Identity through relationship
An observer's perception of the digital identity of an entity is inevitably mediated by the subjective viewpoint of that observer (just as it is with physical identity). In order to attribute a digital representation to an entity, and so to elide the two as a digital subject, the attributing party (the observer) must trust that the representation does indeed pertain to the entity (see Authentication below). Conversely, the entity may only grant the observer selective access to its informational attributes (according to the identity of the observer from the perspective of the entity). In this way, digital identity is better understood as a particular viewpoint within a mutually-agreed relationship than as an objective property. This contextual nature of digital identity is referred to as contextual identity.
Authentication
Authentication is a key aspect of trust-based identity attribution, providing a codified assurance of the identity of one entity to another. Authentication methodologies include the presentation of a unique object such as a bank credit card, the provision of confidential information such as a password or the answer to a pre-arranged question, the confirmation of ownership of an e-mail address, and more robust but relatively costly solutions utilising encryption methodologies.
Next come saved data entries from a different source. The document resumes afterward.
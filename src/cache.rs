//! Process-wide memoization with at-most-once computation per key.
//!
//! Concurrent callers asking for the same key block on one computation and
//! all observe its result. Failures are stored like successes, so a failing
//! kernel is not retried.

use std::collections::HashMap;
use std::hash::Hash;
use std::sync::atomic::{AtomicUsize, Ordering};
use std::sync::{Arc, Mutex, OnceLock, PoisonError};

use tracing::trace;

struct Entry<V> {
    cell: OnceLock<V>,
    runs: AtomicUsize,
}

/// A map from keys to lazily computed, never-invalidated values.
pub struct SingleFlight<K, V> {
    name: &'static str,
    entries: Mutex<HashMap<K, Arc<Entry<V>>>>,
}

impl<K, V> SingleFlight<K, V>
where
    K: Eq + Hash + Clone + std::fmt::Debug,
    V: Clone,
{
    pub fn new(name: &'static str) -> Self {
        Self {
            name,
            entries: Mutex::new(HashMap::new()),
        }
    }

    fn entry(&self, key: &K) -> Arc<Entry<V>> {
        let mut entries = self.entries.lock().unwrap_or_else(PoisonError::into_inner);
        entries
            .entry(key.clone())
            .or_insert_with(|| {
                Arc::new(Entry {
                    cell: OnceLock::new(),
                    runs: AtomicUsize::new(0),
                })
            })
            .clone()
    }

    /// Value for `key`, computing it with `compute` if no caller has yet.
    ///
    /// The map lock is released before `compute` runs; only callers of the
    /// same key wait on each other.
    pub fn get_or_compute(&self, key: &K, compute: impl FnOnce() -> V) -> V {
        let entry = self.entry(key);
        if let Some(value) = entry.cell.get() {
            trace!(cache = self.name, ?key, "hit");
            return value.clone();
        }
        entry
            .cell
            .get_or_init(|| {
                trace!(cache = self.name, ?key, "miss");
                entry.runs.fetch_add(1, Ordering::SeqCst);
                compute()
            })
            .clone()
    }

    /// Whether a value for `key` has been computed.
    pub fn contains(&self, key: &K) -> bool {
        let entries = self.entries.lock().unwrap_or_else(PoisonError::into_inner);
        entries.get(key).is_some_and(|e| e.cell.get().is_some())
    }

    /// How many times the value for `key` has been computed. Never more
    /// than one.
    pub fn computations(&self, key: &K) -> usize {
        let entries = self.entries.lock().unwrap_or_else(PoisonError::into_inner);
        entries
            .get(key)
            .map_or(0, |e| e.runs.load(Ordering::SeqCst))
    }

    pub fn len(&self) -> usize {
        let entries = self.entries.lock().unwrap_or_else(PoisonError::into_inner);
        entries.values().filter(|e| e.cell.get().is_some()).count()
    }

    pub fn is_empty(&self) -> bool {
        self.len() == 0
    }
}
//! Host placeholder members and the HLSL they stand for.
//!
//! The host vector, matrix and buffer types expose indexers, swizzles and
//! operators that only exist so kernel bodies read like ordinary Rust.
//! None of them may run; every call site is rewritten through this table.
//! The symbol model consults the same table, so a member the table does
//! not know is reported while recovering the body, and the rewriter
//! treats a miss as a bug.

use crate::syntax::ast::BinOp;
use crate::types::Ty;

/// Kind of the value a placeholder member is invoked on.
#[derive(Clone, Copy, Debug, PartialEq, Eq, Hash)]
pub enum Receiver {
    Buffer,
    Vector,
    Matrix,
    ThreadIds,
    Scalar,
    /// Static intrinsics, `Hlsl::name(..)`.
    Hlsl,
    /// `Float4::new(..)`, `Float4::splat(..)`.
    Constructor,
}

impl Receiver {
    pub fn of(ty: &Ty) -> Option<Receiver> {
        match ty {
            Ty::Buffer(..) => Some(Receiver::Buffer),
            Ty::Vector(..) => Some(Receiver::Vector),
            Ty::Matrix(..) => Some(Receiver::Matrix),
            Ty::ThreadIds => Some(Receiver::ThreadIds),
            Ty::Scalar(_) => Some(Receiver::Scalar),
            Ty::MatrixIndex | Ty::Tuple(_) | Ty::Unit => None,
        }
    }
}

#[derive(Clone, Copy, Debug, PartialEq, Eq, Hash)]
pub enum Member {
    /// `x[i]`
    Index,
    /// `m[(MatrixIndex::M11, MatrixIndex::M22)]`
    MatrixSwizzle,
    /// `v.xy()`
    Swizzle,
    /// `v.x`
    Component,
    /// `m.m12()`
    Element,
    Neg,
    /// Logical not of bool vectors.
    Not,
    /// Bitwise complement of integer vectors (`!v` on the host).
    Complement,
    /// `+ - * / %`
    Arith,
    /// `== != < <= > >=`
    Compare,
    /// `& | ^ << >>`
    Bitwise,
    /// Scalar math methods, see [`SCALAR_METHODS`].
    Method,
    /// See [`INTRINSICS`].
    Intrinsic,
    New,
    Splat,
}

impl Member {
    /// Operator family of a binary operator. Logical operators have no
    /// aggregate form.
    pub fn for_binop(op: BinOp) -> Option<Member> {
        if op.is_arithmetic() {
            Some(Member::Arith)
        } else if op.is_comparison() {
            Some(Member::Compare)
        } else if op.is_bitwise() || op.is_shift() {
            Some(Member::Bitwise)
        } else {
            None
        }
    }
}

/// One rewrite rule.
///
/// Template tokens: `{0}`..`{9}` are operands (receiver first), `{*}` is
/// every operand joined by `, `, and `{m}` is the member text computed by
/// the rewriter (swizzle letters, operator symbol, function or type name).
#[derive(Clone, Copy, Debug, PartialEq, Eq)]
pub struct Placeholder {
    pub receiver: Receiver,
    pub member: Member,
    pub template: &'static str,
}

const fn rule(receiver: Receiver, member: Member, template: &'static str) -> Placeholder {
    Placeholder {
        receiver,
        member,
        template,
    }
}

pub static PLACEHOLDERS: &[Placeholder] = &[
    rule(Receiver::Buffer, Member::Index, "{0}[{1}]"),
    rule(Receiver::Vector, Member::Index, "{0}[{1}]"),
    rule(Receiver::Matrix, Member::Index, "{0}[{1}]"),
    rule(Receiver::Matrix, Member::MatrixSwizzle, "{0}.{m}"),
    rule(Receiver::Matrix, Member::Element, "{0}.{m}"),
    rule(Receiver::Vector, Member::Swizzle, "{0}.{m}"),
    rule(Receiver::Vector, Member::Component, "{0}.{m}"),
    rule(Receiver::ThreadIds, Member::Component, "{0}.{m}"),
    rule(Receiver::Vector, Member::Neg, "-{0}"),
    rule(Receiver::Matrix, Member::Neg, "-{0}"),
    rule(Receiver::Vector, Member::Not, "!{0}"),
    rule(Receiver::Vector, Member::Complement, "~{0}"),
    rule(Receiver::Vector, Member::Arith, "{0} {m} {1}"),
    rule(Receiver::Matrix, Member::Arith, "{0} {m} {1}"),
    rule(Receiver::Vector, Member::Compare, "{0} {m} {1}"),
    rule(Receiver::Vector, Member::Bitwise, "{0} {m} {1}"),
    rule(Receiver::Scalar, Member::Method, "{m}({*})"),
    rule(Receiver::Hlsl, Member::Intrinsic, "{m}({*})"),
    rule(Receiver::Constructor, Member::New, "{m}({*})"),
    rule(Receiver::Constructor, Member::Splat, "({m})({0})"),
];

pub fn resolve(receiver: Receiver, member: Member) -> Option<&'static Placeholder> {
    PLACEHOLDERS
        .iter()
        .find(|p| p.receiver == receiver && p.member == member)
}

/// Scalar math method: host name, HLSL function, extra arguments, and
/// whether integer receivers are accepted.
#[derive(Clone, Copy, Debug, PartialEq, Eq)]
pub struct ScalarMethod {
    pub name: &'static str,
    pub hlsl: &'static str,
    pub arity: usize,
    pub integers: bool,
}

const fn method(name: &'static str, hlsl: &'static str, arity: usize, integers: bool) -> ScalarMethod {
    ScalarMethod {
        name,
        hlsl,
        arity,
        integers,
    }
}

pub static SCALAR_METHODS: &[ScalarMethod] = &[
    method("abs", "abs", 0, true),
    method("acos", "acos", 0, false),
    method("asin", "asin", 0, false),
    method("atan", "atan", 0, false),
    method("atan2", "atan2", 1, false),
    method("ceil", "ceil", 0, false),
    method("clamp", "clamp", 2, true),
    method("cos", "cos", 0, false),
    method("cosh", "cosh", 0, false),
    method("exp", "exp", 0, false),
    method("exp2", "exp2", 0, false),
    method("floor", "floor", 0, false),
    method("fract", "frac", 0, false),
    method("ln", "log", 0, false),
    method("log10", "log10", 0, false),
    method("log2", "log2", 0, false),
    method("max", "max", 1, true),
    method("min", "min", 1, true),
    method("mul_add", "mad", 2, false),
    method("powf", "pow", 1, false),
    method("powi", "pow", 1, false),
    method("round", "round", 0, false),
    method("signum", "sign", 0, false),
    method("sin", "sin", 0, false),
    method("sinh", "sinh", 0, false),
    method("sqrt", "sqrt", 0, false),
    method("tan", "tan", 0, false),
    method("tanh", "tanh", 0, false),
    method("to_degrees", "degrees", 0, false),
    method("to_radians", "radians", 0, false),
    method("trunc", "trunc", 0, false),
];

pub fn scalar_method(name: &str) -> Option<&'static ScalarMethod> {
    SCALAR_METHODS.iter().find(|m| m.name == name)
}

/// How an intrinsic's result type follows from its arguments.
#[derive(Clone, Copy, Debug, PartialEq, Eq)]
pub enum Returns {
    /// Common type of the arguments, scalars promoted to the vector or
    /// matrix shape (`max(0.0, v)`, `step(0.5, v)`).
    Operands,
    /// Scalar element of the common type (`dot`, `length`).
    Elem,
    /// Scalar `bool` (`all`, `any`).
    Bool,
    /// Matrix/vector product shape (`mul`).
    Product,
}

#[derive(Clone, Copy, Debug, PartialEq, Eq)]
pub struct Intrinsic {
    pub name: &'static str,
    pub arity: usize,
    pub returns: Returns,
}

const fn intrinsic(name: &'static str, arity: usize, returns: Returns) -> Intrinsic {
    Intrinsic {
        name,
        arity,
        returns,
    }
}

pub static INTRINSICS: &[Intrinsic] = &[
    intrinsic("abs", 1, Returns::Operands),
    intrinsic("acos", 1, Returns::Operands),
    intrinsic("all", 1, Returns::Bool),
    intrinsic("any", 1, Returns::Bool),
    intrinsic("asin", 1, Returns::Operands),
    intrinsic("atan", 1, Returns::Operands),
    intrinsic("atan2", 2, Returns::Operands),
    intrinsic("ceil", 1, Returns::Operands),
    intrinsic("clamp", 3, Returns::Operands),
    intrinsic("cos", 1, Returns::Operands),
    intrinsic("cosh", 1, Returns::Operands),
    intrinsic("cross", 2, Returns::Operands),
    intrinsic("degrees", 1, Returns::Operands),
    intrinsic("distance", 2, Returns::Elem),
    intrinsic("dot", 2, Returns::Elem),
    intrinsic("exp", 1, Returns::Operands),
    intrinsic("exp2", 1, Returns::Operands),
    intrinsic("floor", 1, Returns::Operands),
    intrinsic("fmod", 2, Returns::Operands),
    intrinsic("frac", 1, Returns::Operands),
    intrinsic("length", 1, Returns::Elem),
    intrinsic("lerp", 3, Returns::Operands),
    intrinsic("log", 1, Returns::Operands),
    intrinsic("log2", 1, Returns::Operands),
    intrinsic("mad", 3, Returns::Operands),
    intrinsic("max", 2, Returns::Operands),
    intrinsic("min", 2, Returns::Operands),
    intrinsic("mul", 2, Returns::Product),
    intrinsic("normalize", 1, Returns::Operands),
    intrinsic("pow", 2, Returns::Operands),
    intrinsic("radians", 1, Returns::Operands),
    intrinsic("reflect", 2, Returns::Operands),
    intrinsic("round", 1, Returns::Operands),
    intrinsic("rsqrt", 1, Returns::Operands),
    intrinsic("saturate", 1, Returns::Operands),
    intrinsic("sign", 1, Returns::Operands),
    intrinsic("sin", 1, Returns::Operands),
    intrinsic("sinh", 1, Returns::Operands),
    intrinsic("smoothstep", 3, Returns::Operands),
    intrinsic("sqrt", 1, Returns::Operands),
    intrinsic("step", 2, Returns::Operands),
    intrinsic("tan", 1, Returns::Operands),
    intrinsic("tanh", 1, Returns::Operands),
    intrinsic("trunc", 1, Returns::Operands),
];

pub fn intrinsic_named(name: &str) -> Option<&'static Intrinsic> {
    INTRINSICS.iter().find(|i| i.name == name)
}

/// Owner segment of static intrinsic calls.
pub const INTRINSIC_OWNER: &str = "Hlsl";

/// Substitute operands and member text into a template.
pub fn render(template: &str, member: &str, operands: &[String]) -> String {
    let mut out = String::with_capacity(template.len() + 16);
    let mut rest = template;
    while let Some(open) = rest.find('{') {
        out.push_str(&rest[..open]);
        let after = &rest[open + 1..];
        let Some(close) = after.find('}') else {
            out.push_str(&rest[open..]);
            return out;
        };
        match &after[..close] {
            "m" => out.push_str(member),
            "*" => out.push_str(&operands.join(", ")),
            token => match token.parse::<usize>().ok().and_then(|i| operands.get(i)) {
                Some(operand) => out.push_str(operand),
                None => unreachable!("template `{}` has no operand `{}`", template, token),
            },
        }
        rest = &after[close + 1..];
    }
    out.push_str(rest);
    out
}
In general, business-to-business authentication prioritises security while user to business authentication tends towards simplicity. New physical authentication techniques such as iris scanning, handprinting, and voiceprinting are currently being developed and in the hope of providing improved protection against identity theft.
Identifiers
Digital identity fundamentally requires digital identifiersstrings or tokens that are unique within a given scope (globally or locally within a specific domain, community, directory, application, etc.). Identifiers are the key used by the parties to an identification relationship to agree on the entity being represented. Identifiers may be classified as omnidirectional and unidirectional. 2 Omnidirectional identifiers are intended to be public and easily discoverable, while unidirectional identifiers are intended to be private and used only in the context of a specific identity relationship.